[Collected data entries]
▼
//! dwc-bridge: inspect and run streaming data-width converter nodes

use std::env;
use std::path::Path;

use anyhow::{anyhow, Context};

use dwc_bridge::config::Config;
use dwc_bridge::cosim::{BehaviouralBackend, CommandBackend, CosimBackend};
use dwc_bridge::manifest::NodeManifest;
use dwc_bridge::{Direction, ExecMode, ExecutionContext, ExecutionEngine, StreamConverterNode, Tensor};

fn main() -> anyhow::Result<()> {
    // Initialize logging
    env_logger::init();

    let args: Vec<String> = env::args().collect();

    if args.iter().any(|a| a == "--sample-config") {
        print!("{}", Config::sample_config());
        return Ok(());
    }

    // Parse options
    let mut codegen = false;
    let mut mode: Option<ExecMode> = None;
    let mut path = None;

    let mut iter = args.iter().skip(1);
    while let Some(arg) = iter.next() {
        match arg.as_str() {
            "--codegen" => codegen = true,
            "--mode" => {
                let tag = iter.next().ok_or_else(|| anyhow!("--mode needs a value"))?;
                mode = Some(tag.parse()?);
            }
            a if !a.starts_with('-') => path = Some(a),
            other => return Err(anyhow!("unknown option {}", other)),
        }
    }

    let Some(path) = path else {
        print_usage();
        return Ok(());
    };

    let config = Config::get();
    let manifest = NodeManifest::from_file(Path::new(path))?;
    let node = manifest.build_node()?;

    print_summary(&node, config.axi_stream_padding())?;

    println!();
    println!("Verification");
    println!("============");
    for msg in node.verify() {
        println!("  {}", msg);
    }

    if codegen {
        let dir = node
            .npysim_dir()
            .map(Path::to_path_buf)
            .unwrap_or_else(|| config.build_dir());
        println!();
        println!("Code fragments");
        println!("==============");
        for (placeholder, lines) in node.code_gen_fragments(&dir)? {
            println!("{}", placeholder);
            for line in lines {
                println!("    {}", line);
            }
        }
    }

    if let Some(input) = manifest.generate_input(&node)? {
        match config.simulator() {
            Some(sim) => run_node(&node, input, mode, config, CommandBackend::new(sim))?,
            None => run_node(&node, input, mode, config, BehaviouralBackend::new())?,
        }
    }

    Ok(())
}

fn print_usage() {
    println!("Usage: dwc-bridge <node.toml> [--mode functional|cosim] [--codegen]");
    println!("       dwc-bridge --sample-config");
    if let Some(path) = Config::user_config_path() {
        println!();
        println!("User config: {}", path.display());
    }
}

/// Print shapes and widths for a node
fn print_summary(node: &StreamConverterNode, pad: bool) -> anyhow::Result<()> {
    println!("Node: {}", node.name());
    println!("  Datatype:        {}", node.input_datatype());
    println!("  Normal shape:    {}", node.normal_input_shape());
    for (label, dir) in [("Input", Direction::Input), ("Output", Direction::Output)] {
        println!(
            "  {:6} stream:   {:4} bits  folded {}  ({} words)",
            label,
            node.stream_width(dir, pad),
            node.folded_shape(dir)?,
            node.word_count(dir)?
        );
    }
    println!("  Words combined:  {}", node.num_in_words());
    Ok(())
}

/// Execute the node on a generated input and print the result
fn run_node<B: CosimBackend>(
    node: &StreamConverterNode,
    input: Tensor,
    mode: Option<ExecMode>,
    config: &Config,
    backend: B,
) -> anyhow::Result<()> {
    let mut engine = ExecutionEngine::from_config(config, backend)?;
    let input_name = node.input_name()?.to_string();
    let output_name = node.output_name()?.to_string();

    let mut context = ExecutionContext::new();
    context.insert(input_name, input.clone());

    match mode {
        Some(m) => engine.execute(node, &mut context, m),
        None => engine.execute_default(node, &mut context),
    }
    .with_context(|| format!("Executing {}", node.name()))?;

    let output = context
        .get(&output_name)
        .ok_or_else(|| anyhow!("no output tensor {}", output_name))?;

    println!();
    println!("Execution");
    println!("=========");
    println!("  Input:  {:?}", input.data());
    println!("  Output: {:?}", output.data());
    println!(
        "  Identity: {}",
        if output.data() == input.data() { "yes" } else { "NO" }
    );
    Ok(())
}
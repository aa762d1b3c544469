//! Element datatypes for streamed tensors.
//!
//! Tensors travel through the pipeline as `f32` arrays, but each one carries a
//! *logical* datatype that fixes how many bits an element occupies on a
//! stream and which values are legal.
//!
//! | Tag       | Bits | Values            | Storage   |
//! |-----------|------|-------------------|-----------|
//! | `BINARY`  | 1    | {0, 1}            | itself    |
//! | `BIPOLAR` | 1    | {-1, +1}          | `BINARY`  |
//! | `TERNARY` | 2    | {-1, 0, +1}       | itself    |
//! | `UINT<n>` | n    | [0, 2^n - 1]      | itself    |
//! | `INT<n>`  | n    | [-2^(n-1), 2^(n-1) - 1] | itself |
//! | `FLOAT32` | 32   | any finite f32    | itself    |
//!
//! BIPOLAR never materializes in hardware: it is stored as BINARY through
//! [`DataType::encode_storage`] and recovered with [`DataType::decode_storage`].

use std::fmt;
use std::str::FromStr;

use crate::error::DwcError;

/// Widest integer type accepted on a stream.
pub const MAX_INT_BITS: u32 = 32;

/// Logical element datatype.
#[derive(Debug, Clone, Copy, PartialEq, Eq, Hash)]
pub enum DataType {
    Binary,
    Bipolar,
    Ternary,
    /// Unsigned integer of the given bitwidth.
    UInt(u32),
    /// Two's-complement signed integer of the given bitwidth.
    Int(u32),
    Float32,
}

impl DataType {
    /// Bits one element occupies in its *declared* form.
    pub fn bitwidth(&self) -> u32 {
        match self {
            DataType::Binary | DataType::Bipolar => 1,
            DataType::Ternary => 2,
            DataType::UInt(n) | DataType::Int(n) => *n,
            DataType::Float32 => 32,
        }
    }

    /// Whether values may be negative.
    pub fn signed(&self) -> bool {
        matches!(
            self,
            DataType::Bipolar | DataType::Ternary | DataType::Int(_) | DataType::Float32
        )
    }

    /// Reject integer bitwidths outside the supported range.
    ///
    /// UINT needs at least 1 bit and INT at least 2; neither may exceed
    /// [`MAX_INT_BITS`].
    pub fn check_supported(&self) -> Result<(), DwcError> {
        let (min_bits, bits) = match self {
            DataType::UInt(n) => (1, *n),
            DataType::Int(n) => (2, *n),
            _ => return Ok(()),
        };
        if bits < min_bits || bits > MAX_INT_BITS {
            return Err(DwcError::config(format!(
                "datatype {} out of supported range ({}..={} bits)",
                self, min_bits, MAX_INT_BITS
            )));
        }
        Ok(())
    }

    /// Smallest representable value.
    pub fn min(&self) -> f64 {
        match self {
            DataType::Binary | DataType::UInt(_) => 0.0,
            DataType::Bipolar | DataType::Ternary => -1.0,
            DataType::Int(n) => -((1u64 << (n - 1)) as f64),
            DataType::Float32 => f32::MIN as f64,
        }
    }

    /// Largest representable value.
    pub fn max(&self) -> f64 {
        match self {
            DataType::Binary | DataType::Bipolar | DataType::Ternary => 1.0,
            DataType::UInt(n) => ((1u64 << n) - 1) as f64,
            DataType::Int(n) => ((1u64 << (n - 1)) - 1) as f64,
            DataType::Float32 => f32::MAX as f64,
        }
    }

    /// Check whether `value` is a legal element of this type.
    pub fn allowed(&self, value: f32) -> bool {
        if !value.is_finite() {
            return false;
        }
        match self {
            DataType::Float32 => true,
            DataType::Bipolar => value == -1.0 || value == 1.0,
            _ => {
                let v = value as f64;
                v.fract() == 0.0 && v >= self.min() && v <= self.max()
            }
        }
    }

    /// Datatype that is physically materialized for this logical type.
    pub fn storage_type(&self) -> DataType {
        match self {
            DataType::Bipolar => DataType::Binary,
            other => *other,
        }
    }

    /// Bits one element occupies on a stream (BIPOLAR counts as 1-bit BINARY).
    pub fn storage_bits(&self) -> u32 {
        self.storage_type().bitwidth()
    }

    /// Map a logical value to its storage encoding (`{-1,+1} -> {0,1}` for BIPOLAR).
    #[inline]
    pub fn encode_storage(&self, value: f32) -> f32 {
        match self {
            DataType::Bipolar => (value + 1.0) / 2.0,
            _ => value,
        }
    }

    /// Inverse of [`encode_storage`](Self::encode_storage).
    #[inline]
    pub fn decode_storage(&self, value: f32) -> f32 {
        match self {
            DataType::Bipolar => 2.0 * value - 1.0,
            _ => value,
        }
    }

    /// Vivado HLS type used for one element.
    pub fn hls_type(&self) -> String {
        match self {
            DataType::Binary | DataType::Bipolar => "ap_uint<1>".to_string(),
            DataType::Ternary => "ap_int<2>".to_string(),
            DataType::UInt(n) => format!("ap_uint<{}>", n),
            DataType::Int(n) => format!("ap_int<{}>", n),
            DataType::Float32 => "float".to_string(),
        }
    }

    /// Canonical attribute tag, e.g. `"INT4"`.
    pub fn tag(&self) -> String {
        self.to_string()
    }
}

impl fmt::Display for DataType {
    fn fmt(&self, f: &mut fmt::Formatter<'_>) -> fmt::Result {
        match self {
            DataType::Binary => write!(f, "BINARY"),
            DataType::Bipolar => write!(f, "BIPOLAR"),
            DataType::Ternary => write!(f, "TERNARY"),
            DataType::UInt(n) => write!(f, "UINT{}", n),
            DataType::Int(n) => write!(f, "INT{}", n),
            DataType::Float32 => write!(f, "FLOAT32"),
        }
    }
}

impl FromStr for DataType {
    type Err = DwcError;

    fn from_str(s: &str) -> Result<Self, Self::Err> {
        let unknown = || DwcError::config(format!("unknown datatype tag {:?}", s));

        match s {
            "BINARY" => return Ok(DataType::Binary),
            "BIPOLAR" => return Ok(DataType::Bipolar),
            "TERNARY" => return Ok(DataType::Ternary),
            "FLOAT32" => return Ok(DataType::Float32),
            _ => {}
        }

        // UINT must be tried before INT since it shares the suffix
        let (ctor, digits): (fn(u32) -> DataType, &str) = if let Some(d) = s.strip_prefix("UINT") {
            (DataType::UInt, d)
        } else if let Some(d) = s.strip_prefix("INT") {
            (DataType::Int, d)
        } else {
            return Err(unknown());
        };

        let bits: u32 = digits.parse().map_err(|_| unknown())?;
        let dt = ctor(bits);
        dt.check_supported()?;
        Ok(dt)
    }
}
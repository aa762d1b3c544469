//! The width converter node.
//!
//! - [`attributes`]: attribute table and the validated record built from it
//! - [`converter`]: the node itself and its shape/width queries
//! - [`validate`]: structural diagnostics
//! - [`codegen`]: HLS template fragments

pub mod attributes;
pub mod codegen;
pub mod converter;
pub mod validate;

pub use attributes::{AttrValue, AttributeTable, NodeAttributes};
pub use codegen::CodeGenDict;
pub use converter::{Direction, NodeSignature, StreamConverterNode, OP_TYPE};
pub use validate::verify_node;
▲
▸ **ABOUT THIS EXERCISE**
The answer is the run of lines above from the line containing "let bits: u32" through the line containing "its shape/width queries", copied exactly and alone.

▸ **SOLUTION FOR THIS TASK**
        let bits: u32 = digits.parse().map_err(|_| unknown())?;
        let dt = ctor(bits);
        dt.check_supported()?;
        Ok(dt)
    }
}
repository aa762d1b3c544469
//! The width converter node.
//!
//! - [`attributes`]: attribute table and the validated record built from it
//! - [`converter`]: the node itself and its shape/width queries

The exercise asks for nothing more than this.